Gratitude and the search for meaning drive my inquiry into existential questions of pain, fragility, and the human striving, throughout our history, to become greater than we are. A printmaker who turned to photography in the digital age, my composite images and rich layers have found a home in fine art photography.
I use the camera as a form of journaling, trusting my subconscious to produce a trail of meaningful images. Even as bodies of work emerge, I may not be able to articulate what the images are about; writing then helps me to discover the subterranean world underlying the images.

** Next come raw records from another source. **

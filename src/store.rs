//! Persistent state for vouches, proofs, and penalties.
//!
//! [`TrustStore`] is the repository seam between the action pipeline, the
//! evaluation engine, and whatever backing holds the data. The in-memory
//! implementation provided here is the one the server runs on; a durable
//! backend would implement the same trait with identical semantics.
//!
//! Ordering matters: `incoming_vouches`, `outgoing_vouches`, and
//! `penalties_of` must return a deterministic, stable order for a given
//! snapshot, because the engine's voucher ranking breaks ties by store order.

use std::collections::BTreeMap;

use crate::identity::Identity;
use crate::timestamp::UnixTimestamp;

/// The single active proof of a user.
#[derive(Debug, Clone, PartialEq, Eq)]
pub struct ProofRecord {
    pub balance: u64,
    pub timestamp: UnixTimestamp,
    pub proof_id: String,
}

/// A moderator-issued penalty, keyed by its `proof_id`.
#[derive(Debug, Clone, PartialEq, Eq)]
pub struct PenaltyRecord {
    pub target: Identity,
    pub moderator: Identity,
    pub balance: u64,
    pub timestamp: UnixTimestamp,
}

/// Repository of trust-graph state.
pub trait TrustStore {
    /// Upserts the vouch `voucher → vouchee`. At most one vouch exists per
    /// directed pair; re-issuing updates the timestamp.
    fn insert_vouch(&mut self, voucher: &Identity, vouchee: &Identity, timestamp: UnixTimestamp);

    /// All vouches pointing at `vouchee`, as `(voucher, timestamp)`.
    fn incoming_vouches(&self, vouchee: &Identity) -> Vec<(Identity, UnixTimestamp)>;

    /// All vouches issued by `voucher`, as `(vouchee, timestamp)`.
    fn outgoing_vouches(&self, voucher: &Identity) -> Vec<(Identity, UnixTimestamp)>;

    /// The user's active proof, if any.
    fn get_proof(&self, user: &Identity) -> Option<ProofRecord>;

    /// Upserts the user's proof, replacing any previous one.
    fn set_proof(
        &mut self,
        user: &Identity,
        balance: u64,
        timestamp: UnixTimestamp,
        proof_id: &str,
    );

    /// All penalties targeting `user`.
    fn penalties_of(&self, user: &Identity) -> Vec<PenaltyRecord>;

    /// Upserts a penalty by `proof_id`. Reusing a `proof_id` overwrites the
    /// previous record, including its target.
    fn insert_penalty(
        &mut self,
        proof_id: &str,
        target: &Identity,
        moderator: &Identity,
        balance: u64,
        timestamp: UnixTimestamp,
    );
}

/// In-memory [`TrustStore`] over ordered maps.
///
/// Vouch edges are indexed in both directions so that neither
/// `incoming_vouches` nor `outgoing_vouches` scans the whole edge set.
#[derive(Debug, Default)]
pub struct InMemoryTrustStore {
    outgoing: BTreeMap<Identity, BTreeMap<Identity, UnixTimestamp>>,
    incoming: BTreeMap<Identity, BTreeMap<Identity, UnixTimestamp>>,
    proofs: BTreeMap<Identity, ProofRecord>,
    penalties: BTreeMap<String, PenaltyRecord>,
}

impl InMemoryTrustStore {
    pub fn new() -> Self {
        Self::default()
    }
}

impl TrustStore for InMemoryTrustStore {
    fn insert_vouch(&mut self, voucher: &Identity, vouchee: &Identity, timestamp: UnixTimestamp) {
        self.outgoing
            .entry(voucher.clone())
            .or_default()
            .insert(vouchee.clone(), timestamp);
        self.incoming
            .entry(vouchee.clone())
            .or_default()
            .insert(voucher.clone(), timestamp);
    }

    fn incoming_vouches(&self, vouchee: &Identity) -> Vec<(Identity, UnixTimestamp)> {
        self.incoming
            .get(vouchee)
            .map(|edges| edges.iter().map(|(v, ts)| (v.clone(), *ts)).collect())
            .unwrap_or_default()
    }

    fn outgoing_vouches(&self, voucher: &Identity) -> Vec<(Identity, UnixTimestamp)> {
        self.outgoing
            .get(voucher)
            .map(|edges| edges.iter().map(|(v, ts)| (v.clone(), *ts)).collect())
            .unwrap_or_default()
    }

    fn get_proof(&self, user: &Identity) -> Option<ProofRecord> {
        self.proofs.get(user).cloned()
    }

    fn set_proof(
        &mut self,
        user: &Identity,
        balance: u64,
        timestamp: UnixTimestamp,
        proof_id: &str,
    ) {
        self.proofs.insert(
            user.clone(),
            ProofRecord {
                balance,
                timestamp,
                proof_id: proof_id.to_string(),
            },
        );
    }

    fn penalties_of(&self, user: &Identity) -> Vec<PenaltyRecord> {
        self.penalties
            .values()
            .filter(|penalty| &penalty.target == user)
            .cloned()
            .collect()
    }

    fn insert_penalty(
        &mut self,
        proof_id: &str,
        target: &Identity,
        moderator: &Identity,
        balance: u64,
        timestamp: UnixTimestamp,
    ) {
        self.penalties.insert(
            proof_id.to_string(),
            PenaltyRecord {
                target: target.clone(),
                moderator: moderator.clone(),
                balance,
                timestamp,
            },
        );
    }
}

#[cfg(test)]
mod tests {
    use super::*;

    fn id(name: &str) -> Identity {
        Identity::new(name.as_bytes().to_vec())
    }

    #[test]
    fn vouch_upsert_updates_timestamp_without_duplicating() {
        let mut store = InMemoryTrustStore::new();
        store.insert_vouch(&id("a"), &id("b"), UnixTimestamp(1));
        store.insert_vouch(&id("a"), &id("b"), UnixTimestamp(2));
        assert_eq!(store.incoming_vouches(&id("b")), vec![(id("a"), UnixTimestamp(2))]);
        assert_eq!(store.outgoing_vouches(&id("a")), vec![(id("b"), UnixTimestamp(2))]);
    }

    #[test]
    fn edges_are_indexed_both_ways() {
        let mut store = InMemoryTrustStore::new();
        store.insert_vouch(&id("a"), &id("b"), UnixTimestamp(1));
        store.insert_vouch(&id("c"), &id("b"), UnixTimestamp(1));
        assert_eq!(store.incoming_vouches(&id("b")).len(), 2);
        assert_eq!(store.outgoing_vouches(&id("b")), vec![]);
        assert_eq!(store.incoming_vouches(&id("a")), vec![]);
    }

    #[test]
    fn proof_replaces_previous() {
        let mut store = InMemoryTrustStore::new();
        store.set_proof(&id("a"), 5, UnixTimestamp(1), "id1");
        store.set_proof(&id("a"), 50, UnixTimestamp(2), "id2");
        let proof = store.get_proof(&id("a")).unwrap();
        assert_eq!(proof.balance, 50);
        assert_eq!(proof.proof_id, "id2");
    }

    #[test]
    fn penalties_accumulate_per_user_but_overwrite_per_proof_id() {
        let mut store = InMemoryTrustStore::new();
        store.insert_penalty("p1", &id("b"), &id("mod"), 100, UnixTimestamp(1));
        store.insert_penalty("p2", &id("b"), &id("mod"), 200, UnixTimestamp(2));
        assert_eq!(store.penalties_of(&id("b")).len(), 2);

        store.insert_penalty("p1", &id("b"), &id("mod"), 150, UnixTimestamp(3));
        let balances: Vec<u64> = store
            .penalties_of(&id("b"))
            .iter()
            .map(|p| p.balance)
            .collect();
        assert_eq!(balances, vec![150, 200]);
    }

    #[test]
    fn penalty_proof_id_reuse_can_retarget() {
        let mut store = InMemoryTrustStore::new();
        store.insert_penalty("p1", &id("b"), &id("mod"), 100, UnixTimestamp(1));
        store.insert_penalty("p1", &id("c"), &id("mod"), 100, UnixTimestamp(2));
        assert!(store.penalties_of(&id("b")).is_empty());
        assert_eq!(store.penalties_of(&id("c")).len(), 1);
    }
}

I moved to Northern California as a young adult after growing up in upstate New York. I studied printmaking at the State University of New York College of the Arts (Purchase), and San Francisco State University. When I learned darkroom photography so many years ago, it became central to my printmaking. I worked for a time in a silkscreen studio, and later explored serigraphy more fully at Mission Grafica in San Francisco, and at the Women’s Studio Workshop in New Paltz, NY.
Over several decades, I earned my living with the pen—writing about critical social issues for nonprofit and government agencies. Periodically I’d retreat to my art practice and explore lifelong themes: finding solace in the landscape, grounding myself in spiritual practice, and awe at the human effort to create meaning.
For over 20 years, I’ve resided in a rural Sonoma County home that my husband Dave and I built as a collaborative work of art. After we lost him in 2016, an online photography class reinvigorated my art practice and led me back to the work of my soul.